Subsidiary is entity in which the Company, directly or indirectly, controls more than one half of the voting power; or has the power to govern the financial and operating policies, to appoint or remove the majority of the members of the board of directors, or to cast a majority of votes at the meeting of directors.
Enterprise wide disclosure
The Company’s Chief Operating Decision Makers (CODM), which include the Chief Executive Officer and their direct reports, review financial information presented on an unaudited condensed consolidated basis. This information is accompanied by a breakdown of revenues from different revenue streams, facilitating resource allocation and financial performance evaluation. The reporting of operating segments aligns with the internal reports provided to the CODM, a group composed of specific members of the Company’s management team.
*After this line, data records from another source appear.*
impl PerfConverter {
    /// Create a new converter.
    pub fn new() -> Self {
        Self {
            sample_count: 0,
            total_period: 0,
            events: BTreeSet::new(),
            threads: HashSet::new(),
            functions: BTreeMap::new(),
            calls: BTreeMap::new(),
        }
    }

    /// Parse perf script output from a reader.
    pub fn parse<R: Read>(&mut self, reader: R) -> Result<()> {
        let buf_reader = BufReader::new(reader);
        let mut current_sample: Option<PerfSample> = None;
        let mut line_num = 0;

        for line_result in buf_reader.lines() {
            line_num += 1;
            let line = line_result?;

            // Blank lines end a sample; comments carry the perf header
            if line.trim().is_empty() || line.starts_with('#') {
                if let Some(sample) = current_sample.take() {
                    self.add_sample(sample);
                }
                continue;
            }

            if !line.starts_with('\t') && !line.starts_with(' ') {
                if let Some(sample) = current_sample.take() {
                    self.add_sample(sample);
                }

                match Self::parse_sample_header(&line) {
                    Ok(sample) => current_sample = Some(sample),
                    Err(msg) => {
                        if !line.contains(':') {
                            continue;
                        }
                        return Err(ConvertError::Parse {
                            line: line_num,
                            message: msg,
                        });
                    }
                }
            } else if let Some(ref mut sample) = current_sample {
                if let Some(frame) = Self::parse_frame(&line) {
                    sample.frames.push(frame);
                }
            }
        }

        if let Some(sample) = current_sample {
            self.add_sample(sample);
        }

        if self.events.len() > 1 {
            warn!(
                "samples from {} events are mixed: {:?}",
                self.events.len(),
                self.events
            );
        }
        debug!(
            "perf: {} samples from {} threads, {} functions, {} calls",
            self.sample_count,
            self.threads.len(),
            self.functions.len(),
            self.calls.len()
        );
        Ok(())
    }

    fn add_sample(&mut self, sample: PerfSample) {
        if sample.frames.is_empty() {
            debug!("skipping {} sample without stack for {}", sample.event, sample.comm);
            return;
        }

        self.sample_count += 1;
        self.total_period += sample.period;
        self.threads.insert((sample.pid, sample.tid));
        if !self.events.contains(&sample.event) {
            self.events.insert(sample.event.clone());
        }

        let ids: Vec<FunctionId> = sample.frames.iter().map(PerfFrame::function_id).collect();

        // Recursion repeats frames; charge each function and pair once.
        let mut seen_functions = HashSet::new();
        for (depth, id) in ids.iter().enumerate() {
            if !seen_functions.insert(id) {
                continue;
            }
            let data = self.functions.entry(id.clone()).or_default();
            data.total_period += sample.period;
            data.samples += 1;
            if depth == 0 {
                data.self_period += sample.period;
            }
        }

        let mut seen_calls = HashSet::new();
        for pair in ids.windows(2) {
            let (callee, caller) = (&pair[0], &pair[1]);
            if !seen_calls.insert((caller, callee)) {
                continue;
            }
            let data = self
                .calls
                .entry((caller.clone(), callee.clone()))
                .or_default();
            data.samples += 1;
            data.period += sample.period;
        }
    }

    /// Parse a sample header line.
    /// Format: `comm pid[/tid] [cpu] timestamp: period event:`
    /// Examples:
    ///   `myapp  1234 [000] 12345.678901:     123456 cycles:`
    ///   `myapp  1234/5678 [000] 12345.678901:     123456 cycles:`
    fn parse_sample_header(line: &str) -> std::result::Result<PerfSample, String> {
        let line = line.trim();

        let colon_pos = line.find(':').ok_or("no colon found")?;
        let before_colon = &line[..colon_pos];
        let after_colon = &line[colon_pos + 1..];

        let after_parts: Vec<&str> = after_colon.split_whitespace().collect();
        if after_parts.is_empty() {
            return Err("no event info after colon".into());
        }

        // Without -F period, only the event name follows
        let (period, event) = if after_parts.len() >= 2 {
            let period = after_parts[0].parse::<u64>().unwrap_or(1);
            (period, after_parts[1].trim_end_matches(':').to_string())
        } else {
            (1, after_parts[0].trim_end_matches(':').to_string())
        };

        let parts: Vec<&str> = before_colon.split_whitespace().collect();
        if parts.len() < 2 {
            return Err("not enough fields before colon".into());
        }

        let comm = parts[0].to_string();
        let (pid, tid) = Self::parse_pid_tid(parts[1])?;

        Ok(PerfSample {
            comm,
            pid,
            tid,
            period,
            event,
            frames: Vec::new(),
        })
    }

    fn parse_pid_tid(s: &str) -> std::result::Result<(u64, u64), String> {
        if let Some((pid, tid)) = s.split_once('/') {
            let pid = pid.parse().map_err(|_| "invalid pid")?;
            let tid = tid.parse().map_err(|_| "invalid tid")?;
            Ok((pid, tid))
        } else {
            let pid = s.parse().map_err(|_| "invalid pid")?;
            Ok((pid, pid))
        }
    }

    /// Parse a stack frame line.
    /// Format: `\t ip symbol+offset (dso)`
    /// Examples:
    ///   `\t 401234 main+0x54 (/usr/bin/myapp)`
    ///   `\t ffffffff81234567 native_write_msr+0x6 ([kernel.kallsyms])`
    fn parse_frame(line: &str) -> Option<PerfFrame> {
        let line = line.trim();
        if line.is_empty() {
            return None;
        }

        let dso_start = line.rfind('(')?;
        let dso_end = line.rfind(')')?;
        if dso_end <= dso_start {
            return None;
        }
        let dso = line[dso_start + 1..dso_end].to_string();

        let before_dso = line[..dso_start].trim();
        let parts: Vec<&str> = before_dso.split_whitespace().collect();
        if parts.is_empty() {
            return None;
        }

        // Demangled names may contain spaces
        let symbol_part = if parts.len() > 1 {
            parts[1..].join(" ")
        } else {
            format!("0x{}", parts[0])
        };

        // Drop the +0x offset
        let symbol = match symbol_part.rsplit_once('+') {
            Some((sym, off)) if off.starts_with("0x") => sym.to_string(),
            _ => symbol_part,
        };

        Some(PerfFrame { symbol, dso })
    }

    /// The aggregated samples as normalized records.
    ///
    /// Times are in the unit of the sample period (usually events).
    pub fn records(&self) -> Result<Vec<Record>> {
        if self.sample_count == 0 {
            return Err(ConvertError::NoSamples);
        }

        let mut records = Vec::with_capacity(1 + self.functions.len() + self.calls.len());
        records.push(Record::from(TotalRecord {
            time: self.total_period as f64,
        }));

        for (id, data) in &self.functions {
            let mut function = FunctionRecord::new(id.clone())
                .with_self_time(data.self_period as f64)
                .with_total_time(data.total_period as f64);
            function.samples = Some(data.samples);
            records.push(function.into());
        }

        for ((caller, callee), data) in &self.calls {
            let call = CallRecord::new(caller.clone(), callee.clone(), data.samples)
                .with_edge_time(data.period as f64);
            records.push(call.into());
        }

        Ok(records)
    }
}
Following the disposal of Foodlink and its subsidiaries, along with their food and beverage product distribution and sublicensing operation on May 24, 2024, the Company now operates under a single segment which is payment processing and e-commerce operation in its ZCITY platform as of September 30, 2024.
Use of estimates
The preparation of these unaudited condensed consolidated financial statements in conformity with U.S. GAAP requires management to make estimates and assumptions that affect the reported amounts of assets and liabilities and disclosures of contingent assets and liabilities as of the date of the unaudited condensed consolidated financial statements and the reported amounts of revenues and expenses during the periods presented. Significant accounting estimates reflected in our unaudited condensed consolidated financial statements include the estimated retail price per point and estimated breakage to calculate the revenue recognized in our loyalty program revenue, useful lives of property and equipment, impairment of long-lived assets, allowance for credit loss, write-down for estimated obsolescence or unmarketable inventories, realization of deferred tax assets and uncertain tax position, fair value of our stock price to determine the beneficial conversion feature (“BCF”) within the convertible note, fair value of the stock-based compensation, fair value of the marketable securities, and fair value of the warrants issued. Actual results could differ from these estimates.
8
Foreign currency translation and transaction
Transactions denominated in currencies other than the functional currency are translated into the functional currency at the exchange rates prevailing at the dates of the transaction. Monetary assets and liabilities denominated in currencies other than the functional currency are translated into the functional currency using the applicable exchange rates at the balance sheet dates. The resulting exchange differences are recorded in the unaudited condensed consolidated statements of operations and comprehensive loss. The reporting currency of the Company is United States Dollars (“US$”) and the accompanying unaudited condensed consolidated financial statements have been expressed in US$. The Company’s subsidiaries in Malaysia conducts their businesses and maintains their books and record in the local currency, Malaysian Ringgit (“MYR” or “RM”), as its functional currency. In general, for consolidation purposes, assets and liabilities of its subsidiaries whose functional currency is not US$ are translated into US$, in accordance with ASC Topic 830-30, “Translation of Financial Statement”, using the exchange rate on the balance sheet date. Revenues and expenses are translated at average rates prevailing during the period. The gains and losses resulting from translation of financial statements of foreign subsidiaries are recorded as a separate component of accumulated other comprehensive gain or loss within the unaudited condensed consolidated statements of changes in stockholders’ deficiency. Cash flows are also translated at average translation rates for the periods, therefore, amounts reported on the unaudited condensed consolidated statements of cash flows will not necessarily agree with changes in the corresponding balances on the unaudited condensed consolidated balance sheets.
As of | ||||||||
September 30, 2024 | June 30, 2024 | |||||||
Period-end MYR: US$1 exchange rate |
For the three months ended September 30, | ||||||||
2024 | 2023 | |||||||
Period-average MYR: US$1 exchange rate |
9
Cash and cash equivalents
Cash is carried at cost and represent cash on hand, time deposits placed with banks or other financial institutions and all highly liquid investments with an original maturity of three months or less. Cash equivalents consist of funds received from customer, which funds were held at the third-party platform’s fund account, and which are unrestricted and immediately available for withdrawal and use.
Accounts receivable, net
Accounts receivable are recorded at the invoiced
amount less an allowance for any uncollectible accounts and do not bear interest. The Company provides various payment terms from cash
due on delivery to 90 days based on customer’s credibility. Accounts receivable include money due from sales of health care product
on its ZCITY platform. Starting from July 1, 2023, the Company adopted ASU No.2016-13 “Financial Instruments – Credit Losses
(Topic 326): Measurement of Credit Losses on Financial Instruments” (“ASC Topic 326”). The Company used a modified
retrospective approach, and the adoption does not have material impact on our unaudited condensed consolidated financial statements.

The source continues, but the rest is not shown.